**What the task requires:** Where the records below show a line containing "including the discard.", start copying; end with the line containing "for start in", and copy it too.

[Stored data entries]

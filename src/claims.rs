//! Checks for claiming another player's discard.

use crate::{Hand, NUMBERED, Tile};

/// The hand holds a pair matching the discard
pub fn can_pong(hand: &Hand, tile: Tile) -> bool {
    hand.count(&tile) >= 2
}

/// A concealed kong needs all four copies in hand; claiming a discard needs three.
pub fn can_kong(hand: &Hand, tile: Tile, self_drawn: bool) -> bool {
    let needed = if self_drawn { 4 } else { 3 };
    hand.count(&tile) >= needed
}

/// Every sequence the discard could complete, ordered by starting rank.
/// Each option lists all three tiles including the discard.
pub fn chow_options(hand: &Hand, tile: Tile) -> Vec<[Tile; 3]> {
    let Some(rank) = tile.rank() else {
        return Vec::new();
    };

    let mut options = Vec::new();
    for start in rank.saturating_sub(2).max(1)..=rank {
        if start as usize + 2 > NUMBERED {
            break;
        }
        let seq = [
            Tile::numbered(start),
            Tile::numbered(start + 1),
            Tile::numbered(start + 2),
        ];
        if seq.iter().filter(|&&t| t != tile).all(|t| hand.count(t) >= 1) {
            options.push(seq);
        }
    }
    options
}

/// At least one sequence can be formed with the discard
pub fn can_chow(hand: &Hand, tile: Tile) -> bool {
    !chow_options(hand, tile).is_empty()
}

**Reply to the task:**
/// Each option lists all three tiles including the discard.
pub fn chow_options(hand: &Hand, tile: Tile) -> Vec<[Tile; 3]> {
    let Some(rank) = tile.rank() else {
        return Vec::new();
    };

    let mut options = Vec::new();
    for start in rank.saturating_sub(2).max(1)..=rank {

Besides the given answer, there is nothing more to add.